Malgré tout, des labels alternatifs s’engagent à plus de responsabilités, par exemple le label Biogarantie® s’engage à faire des efforts en termes de durabilité écologique, sociale ou économique en appliquant notamment une rémunération équitable pour les producteurs, une minimisation du transport, des emballages et des déchets et un circuit le plus court possible[5].

En 2017, de nouvelles réglementations ont été décidées au niveau européen pour l’horizon 2021, comprenant un contrôle physique plus strict sur les modes de production, une interdiction de l’usage des serres et des mesures de prévention contre la contamination des terrains réservés au bio par des pesticides venant des cultures traditionnelles proches. Cependant, les mesures exactes de ces réglementations devront être prises au niveau national et peuvent changer en termes d’efficacité.

Pour ces raisons la Belgique s’est abstenue de voter pour ces nouvelles règlementations, en raison d’un manque de clarté ce qui irait à l’encontre d’une harmonisation des pratiques  européennes selon Isabelle Jaumotte, conseillère de la Fédération Wallonne de l’Agriculture.

Dans les supermarchés

Pour encourager les supermarchés à fournir des produits ayant des labels bio et équitables réellement écologiques et solidaires ou à se tourner vers des labels alternatifs, nous tourner vers ces produits afin de créer une demande. Nous pouvons également faire porter notre voix au sein des différentes associations de consommateurs, comme Test-achat ou le Centre Européen des Consommateurs (CEC) Belgique.

Pour nous assurer une production plus respectueuse envers l’environnement et les producteurs des produits que nous consommons, nous pouvons aussi porter une attention sur les produits que nous achetons, en privilégiant les aliments de saison et provenant des producteurs à proximité.

Des applications mobiles permettent notamment de tracer la provenance des produits que l’on retrouve en supermarché, ainsi que celle de leurs composants ! (ex: Open Food Fact).

Actuellement en perte de bénéfices à cause d’une fréquentation de moins en moins grande des supermarchés[6], le défi que les grandes enseignes comme Carrefour ont à relever pour regagner une attractivité et suivre les consommateurs dans une démarché éthique doit se traduire par des engagements forts, en proposant des produits équitables envers les producteurs locaux et issus d’un mode de production durable.

En favorisant les produits locaux, issus d’un mode de production équitable et durable il y a de forte chance que les supermarchés s’adaptent à la demande. Aux consommateurs à rester vigilant à ce qu’il ne s’agisse pas seulement d’une façon de dorer leur image mais d’une réelle démarche de soutient à une agriculture locale respectueuse de l’environnement et rémunératrice pour les producteurs.

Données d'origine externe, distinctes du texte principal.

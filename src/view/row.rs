//! Table row formatting for the weekly views.
//!
//! Rows follow one control flow: filter the hour records down to the slice
//! a cell covers, aggregate the slice, render the result. Per-date cells
//! include the tag-code breakdown; the row total column leaves it off.

use chrono::NaiveDate;

use crate::hours::{aggregate_hours, render_hours};
use crate::models::{DateRange, HourRecord, TimecardEmployee};

use super::DateBadge;

/// Builds the header badges for each day of a date range.
///
/// # Example
///
/// ```
/// use timecards_viewer::models::DateRange;
/// use timecards_viewer::view::week_badges;
/// use chrono::NaiveDate;
///
/// let sunday = NaiveDate::from_ymd_opt(2024, 1, 7).unwrap();
/// let badges = week_badges(&DateRange::week_ending(sunday), true);
/// assert_eq!(badges.len(), 7);
/// assert_eq!(badges[0].weekday, "Mon");
/// ```
pub fn week_badges(range: &DateRange, show_month: bool) -> Vec<DateBadge> {
    range
        .days()
        .into_iter()
        .map(|date| DateBadge::new(date, show_month))
        .collect()
}

/// Selects the hour records belonging to one cost code, across all fetched
/// employees.
///
/// This is the slice a [`CostCodeRow`] is built from.
pub fn records_for_cost_code<'a>(
    employees: &'a [TimecardEmployee],
    cost_code_id: &'a str,
) -> impl Iterator<Item = &'a HourRecord> {
    employees
        .iter()
        .flat_map(|employee| employee.hours.iter())
        .filter(move |record| record.cost_code_id == cost_code_id)
}

/// One cost-code row of the weekly table.
///
/// Holds the row's heading fields and the hour records already filtered to
/// this cost code.
///
/// # Example
///
/// ```
/// use timecards_viewer::view::CostCodeRow;
///
/// let row = CostCodeRow::new("101-200", "Formwork to slab edge", "CARP1", vec![]);
/// assert_eq!(row.total(), "");
/// assert_eq!(row.short_description(12), "Formwork ...");
/// ```
#[derive(Debug, Clone, PartialEq, Eq)]
pub struct CostCodeRow {
    /// The cost code displayed at the head of the row.
    pub cost_code: String,
    /// Full description of the cost code.
    pub description: String,
    /// Pay class code of the employee section the row sits under.
    pub pay_class_code: String,
    /// Hour records filtered to this cost code.
    pub hours: Vec<HourRecord>,
}

impl CostCodeRow {
    /// Creates a row from its heading fields and pre-filtered records.
    pub fn new(
        cost_code: impl Into<String>,
        description: impl Into<String>,
        pay_class_code: impl Into<String>,
        hours: Vec<HourRecord>,
    ) -> Self {
        CostCodeRow {
            cost_code: cost_code.into(),
            description: description.into(),
            pay_class_code: pay_class_code.into(),
            hours,
        }
    }

    /// Renders the cell for one column date, tag breakdown included.
    pub fn cell(&self, date: NaiveDate) -> String {
        let aggregate = aggregate_hours(self.hours.iter().filter(|record| record.date == date));
        render_hours(&aggregate, true)
    }

    /// Renders one cell per column date.
    pub fn cells(&self, dates: &[NaiveDate]) -> Vec<String> {
        dates.iter().map(|date| self.cell(*date)).collect()
    }

    /// Renders the row total across all records, without the tag breakdown.
    pub fn total(&self) -> String {
        render_hours(&aggregate_hours(&self.hours), false)
    }

    /// The description truncated to at most `limit` characters for narrow
    /// layouts. Truncated text ends in `...` when `limit` leaves room for
    /// the marker.
    ///
    /// The full text stays available on [`CostCodeRow::description`] for
    /// tooltips.
    pub fn short_description(&self, limit: usize) -> String {
        truncate(&self.description, limit)
    }
}

/// One employee row of the weekly table.
///
/// Borrows the fetched employee entry and renders cells over its records.
#[derive(Debug, Clone, Copy)]
pub struct EmployeeRow<'a> {
    /// The employee entry the row renders.
    pub employee: &'a TimecardEmployee,
}

impl<'a> EmployeeRow<'a> {
    /// Creates a row over a fetched employee entry.
    pub fn new(employee: &'a TimecardEmployee) -> Self {
        EmployeeRow { employee }
    }

    /// Renders the cell for one column date, tag breakdown included.
    pub fn cell(&self, date: NaiveDate) -> String {
        let aggregate = aggregate_hours(self.employee.hours_on(date));
        render_hours(&aggregate, true)
    }

    /// Renders one cell per column date.
    pub fn cells(&self, dates: &[NaiveDate]) -> Vec<String> {
        dates.iter().map(|date| self.cell(*date)).collect()
    }

    /// Renders the employee's total across the range, without the tag
    /// breakdown.
    pub fn total(&self) -> String {
        render_hours(&aggregate_hours(&self.employee.hours), false)
    }
}

fn truncate(text: &str, limit: usize) -> String {
    if text.chars().count() <= limit {
        return text.to_string();
    }

    // No room for the marker below three characters; return a bare prefix.
    if limit < 3 {
        return text.chars().take(limit).collect();
    }

    let mut shortened: String = text.chars().take(limit - 3).collect();
    shortened.push_str("...");
    shortened
}

#[cfg(test)]
mod tests {
    use super::*;
    use crate::models::PayClass;
    use rust_decimal::Decimal;
    use std::str::FromStr;

    fn dec(s: &str) -> Decimal {
        Decimal::from_str(s).unwrap()
    }

    fn make_date(year: i32, month: u32, day: u32) -> NaiveDate {
        NaiveDate::from_ymd_opt(year, month, day).unwrap()
    }

    fn record(date: NaiveDate, hours: &str, pay_class: PayClass, tag: Option<&str>) -> HourRecord {
        HourRecord {
            date,
            hours: dec(hours),
            pay_class,
            tag_code: tag.map(str::to_string),
            cost_code_id: "cc_001".to_string(),
        }
    }

    fn make_employee(code: &str, hours: Vec<HourRecord>) -> TimecardEmployee {
        TimecardEmployee {
            id: format!("tce_{code}"),
            timecard_id: "tc_001".to_string(),
            employee_id: format!("emp_{code}"),
            employee_code: code.to_string(),
            employee_name: "Sam Carter".to_string(),
            pay_class_code: "CARP1".to_string(),
            hours,
        }
    }

    /// RW-001: per-date cell aggregates that date only, breakdown included
    #[test]
    fn test_cost_code_cell_for_one_date() {
        let monday = make_date(2024, 1, 1);
        let tuesday = make_date(2024, 1, 2);
        let row = CostCodeRow::new(
            "101-200",
            "Formwork",
            "CARP1",
            vec![
                record(monday, "8.0", PayClass::Regular, None),
                record(monday, "2.0", PayClass::Overtime, None),
                record(monday, "1.0", PayClass::Regular, Some("HOL")),
                record(tuesday, "6.0", PayClass::Regular, None),
            ],
        );

        assert_eq!(row.cell(monday), "10.0 [HOL:1.0]");
        assert_eq!(row.cell(tuesday), "6.0");
    }

    /// RW-002: row total spans all dates and omits the tag breakdown
    #[test]
    fn test_cost_code_total_omits_breakdown() {
        let monday = make_date(2024, 1, 1);
        let tuesday = make_date(2024, 1, 2);
        let row = CostCodeRow::new(
            "101-200",
            "Formwork",
            "CARP1",
            vec![
                record(monday, "8.0", PayClass::Regular, None),
                record(monday, "1.0", PayClass::Regular, Some("HOL")),
                record(tuesday, "6.0", PayClass::Regular, None),
            ],
        );

        assert_eq!(row.total(), "14.0");
    }

    /// RW-003: a date with no records renders the zero token
    #[test]
    fn test_cell_for_empty_date_is_blank() {
        let row = CostCodeRow::new(
            "101-200",
            "Formwork",
            "CARP1",
            vec![record(make_date(2024, 1, 1), "8.0", PayClass::Regular, None)],
        );

        assert_eq!(row.cell(make_date(2024, 1, 3)), "");
    }

    #[test]
    fn test_cells_follow_column_order() {
        let monday = make_date(2024, 1, 1);
        let tuesday = make_date(2024, 1, 2);
        let wednesday = make_date(2024, 1, 3);
        let row = CostCodeRow::new(
            "101-200",
            "Formwork",
            "CARP1",
            vec![
                record(monday, "8.0", PayClass::Regular, None),
                record(wednesday, "4.0", PayClass::Regular, None),
            ],
        );

        let cells = row.cells(&[monday, tuesday, wednesday]);
        assert_eq!(cells, vec!["8.0".to_string(), String::new(), "4.0".to_string()]);
    }

    #[test]
    fn test_short_description_passes_short_text_through() {
        let row = CostCodeRow::new("101-200", "Formwork", "CARP1", vec![]);
        assert_eq!(row.short_description(30), "Formwork");
    }

    #[test]
    fn test_short_description_truncates_long_text() {
        let row = CostCodeRow::new(
            "101-200",
            "Formwork to slab edge including stripping",
            "CARP1",
            vec![],
        );

        let short = row.short_description(20);
        assert_eq!(short, "Formwork to slab ...");
        assert_eq!(short.chars().count(), 20);
    }

    #[test]
    fn test_short_description_respects_tiny_limits() {
        let row = CostCodeRow::new("101-200", "Formwork to slab edge", "CARP1", vec![]);

        assert_eq!(row.short_description(0), "");
        assert_eq!(row.short_description(2), "Fo");
        assert_eq!(row.short_description(3), "...");
        assert!((0..=6).all(|limit| row.short_description(limit).chars().count() <= limit));
    }

    #[test]
    fn test_employee_row_cells_and_total() {
        let monday = make_date(2024, 1, 1);
        let tuesday = make_date(2024, 1, 2);
        let employee = make_employee(
            "E100",
            vec![
                record(monday, "8.0", PayClass::Regular, None),
                record(tuesday, "8.0", PayClass::Regular, None),
                record(tuesday, "2.0", PayClass::Overtime, None),
                record(tuesday, "1.0", PayClass::Regular, Some("HOL")),
            ],
        );
        let row = EmployeeRow::new(&employee);

        assert_eq!(row.cell(monday), "8.0");
        assert_eq!(row.cell(tuesday), "10.0 [HOL:1.0]");
        assert_eq!(row.cells(&[monday, tuesday]), vec!["8.0", "10.0 [HOL:1.0]"]);
        assert_eq!(row.total(), "18.0");
    }

    #[test]
    fn test_records_for_cost_code_spans_employees() {
        let monday = make_date(2024, 1, 1);
        let mut other_code = record(monday, "4.0", PayClass::Regular, None);
        other_code.cost_code_id = "cc_002".to_string();

        let employees = vec![
            make_employee(
                "E100",
                vec![
                    record(monday, "8.0", PayClass::Regular, None),
                    other_code,
                ],
            ),
            make_employee("E200", vec![record(monday, "6.0", PayClass::Regular, None)]),
        ];

        let selected: Vec<&HourRecord> = records_for_cost_code(&employees, "cc_001").collect();
        assert_eq!(selected.len(), 2);
        assert!(selected.iter().all(|r| r.cost_code_id == "cc_001"));

        let aggregate = aggregate_hours(records_for_cost_code(&employees, "cc_001"));
        assert_eq!(render_hours(&aggregate, false), "14.0");
    }

    #[test]
    fn test_week_badges_cover_the_range() {
        let range = DateRange::week_ending(make_date(2024, 1, 7));
        let badges = week_badges(&range, true);

        assert_eq!(badges.len(), 7);
        assert_eq!(badges[0].weekday, "Mon");
        assert_eq!(badges[6].weekday, "Sun");
        assert!(badges.iter().all(|badge| badge.month.as_deref() == Some("Jan")));
    }

    #[test]
    fn test_week_badges_without_month() {
        let range = DateRange::week_ending(make_date(2024, 1, 7));
        let badges = week_badges(&range, false);

        assert!(badges.iter().all(|badge| badge.month.is_none()));
    }
}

Pour développer les engagements que pourraient prendre les supermarchés afin d’aller dans le sens d’une production et consommation durable, ils pourraient par exemple se tourner vers des labels plus exigeants, proposer de la vente en vrac et limiter un maximum les emballages plastiques.

Encore un pas plus loin

Ces pratiques sont courantes dans les coopératives alimentaires[7], qui sont des alternatives aux grandes enseignes pour les consommateurs. La ligne directrice de ces coopératives n’est pas le profit, mais plutôt de s’orienter vers une forme de production à la fois équitable et respectueuse de l’environnement.

les “Petits Producteurs”[8] est une coopérative alimentaire qui se rapproche plus de l’esprit original du bio. La force des coopératives se situe notamment dans la proximité avec les consommateurs, qui sont parfois eux-mêmes des actionnaires et employés de ces magasins. 

« La coopérative Les Petits Producteurs se fonde sur un principe de soutien véritable aux agriculteurs, éleveurs et transformateurs :

  •  Par une politique d’achat en direct, de non négociation des prix et de paiement rapide des producteurs;
  • Via l’implication dans la conception des plans de culture/de production des partenaires et la communication des besoins du magasin une année à l’avance;
  • En permettant, dans la mesure du possible, d’écouler les surplus et en offrant des prix de soutien en cas de difficultés dans les cultures. »[9]

Enfin, pourquoi ne pas développer une certaine indépendance de ces systèmes de distribution en cultivant soi-même ?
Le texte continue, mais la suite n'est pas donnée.